History tells us there has always been a relationship between human beings and their technologies. Anthropological findings offer evidence from pre-history, whilst history, we are told, begins at Sumer. This suggests that the Sumerians gave us the first cities and, perhaps most crucially, invented writing in the form of cuneiform. Consequentially, for the first time, this gave rise to written accounts which offered more accurate accounts of life at that time and thereafter. Whatever their origins, however, it is evident that from the time human beings occupied Earth, they have managed to evolve, from that day to this, only due to their relationship with their technologies. Therefore, understanding the concept of technology is essential if we are to comprehend the world both today and in the past. We have, moreover, now entered the era known as the Anthropocene, an era that, as a result of our over-exploitation of the natural resources of the planet for economic and technological gain, has led to what is generally considered to be the greatest existential threat to human existence ever encountered.

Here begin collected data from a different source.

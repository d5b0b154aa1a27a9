mod config;
mod runner;

use std::io;

use clap::{Parser, Subcommand};
use rand::SeedableRng;
use rand::rngs::StdRng;
use tictactoe_engine::{Board, BotType, Mark, log, logger};

#[derive(Parser)]
#[command(name = "tictactoe", about = "Optimal tic-tac-toe via exhaustive minimax search")]
struct Args {
    #[arg(long, global = true)]
    use_log_prefix: bool,

    /// Path to the YAML config file.
    #[arg(long, global = true)]
    config: Option<String>,

    #[command(subcommand)]
    command: Command,
}

#[derive(Subcommand)]
enum Command {
    /// Print the optimal move for a position, e.g. `XOX/XO./O..`.
    BestMove {
        #[arg(long)]
        board: Board,
    },
    /// Let two bots play a game to the end.
    SelfPlay {
        #[arg(long)]
        board: Option<Board>,
        #[arg(long)]
        x: Option<BotType>,
        #[arg(long)]
        o: Option<BotType>,
        #[arg(long)]
        seed: Option<u64>,
    },
    /// Play against a bot on stdin/stdout.
    Play {
        #[arg(long)]
        mark: Option<Mark>,
        #[arg(long)]
        opponent: Option<BotType>,
        #[arg(long)]
        seed: Option<u64>,
    },
}

fn make_rng(seed: Option<u64>) -> StdRng {
    match seed {
        Some(seed) => StdRng::seed_from_u64(seed),
        None => StdRng::from_os_rng(),
    }
}

fn main() -> Result<(), Box<dyn std::error::Error>> {
    let args = Args::parse();

    let prefix = if args.use_log_prefix {
        Some("TicTacToe".to_string())
    } else {
        None
    };
    logger::init_logger(prefix);

    let config = config::get_config_manager(args.config.as_deref()).get_config()?;
    let mut stdout = io::stdout().lock();

    match args.command {
        Command::BestMove { board } => {
            log!("Searching best move for {}", board.to_compact());
            runner::run_best_move(&board, &mut stdout)?;
        }
        Command::SelfPlay { board, x, o, seed } => {
            let x = x.unwrap_or(config.self_play.x);
            let o = o.unwrap_or(config.self_play.o);
            let start = board.unwrap_or_default();
            log!("Self-play {} vs {} from {}", x, o, start.to_compact());
            let mut rng = make_rng(seed);
            let report =
                runner::run_self_play(start, x, o, config.show_values, &mut rng, &mut stdout)?;
            log!("Self-play finished after {} moves: {}", report.moves.len(), report.outcome);
        }
        Command::Play { mark, opponent, seed } => {
            let human = mark.unwrap_or(config.play.human_mark);
            let opponent = opponent.unwrap_or(config.play.opponent);
            log!("Interactive game: human {} vs {}", human, opponent);
            let mut rng = make_rng(seed);
            let mut stdin = io::stdin().lock();
            let report = runner::run_interactive(
                human,
                opponent,
                config.show_values,
                &mut rng,
                &mut stdin,
                &mut stdout,
            )?;
            log!(
                "Game finished: {} after {} moves, final position {}",
                report.outcome,
                report.moves.len(),
                report.final_board.to_compact()
            );
        }
    }

    Ok(())
}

As governments try to balance economic growth through consumerism with a scaling down of the use of fossil fuels, for example, the damage continues as a cancerous growth which is slowly but inexorably destroying our entire ecosystem. As I write this, there is a war being fought in Ukraine, one that Russia has initiated. This war is having a devastating effect on energy supplies throughout the world, where costs are escalating at hitherto unprecedented levels. The results of this war serve as a stark reminder of the world’s heavy reliance on fossil fuels and reveals the urgent need to rapidly change how our energy is created. It is vital, therefore, that the next generation be given a voice through which they can not only express their concerns regarding these issues, but also enable them to become active participants in finding sustainable solutions. It is, after all, they who will inherit the world.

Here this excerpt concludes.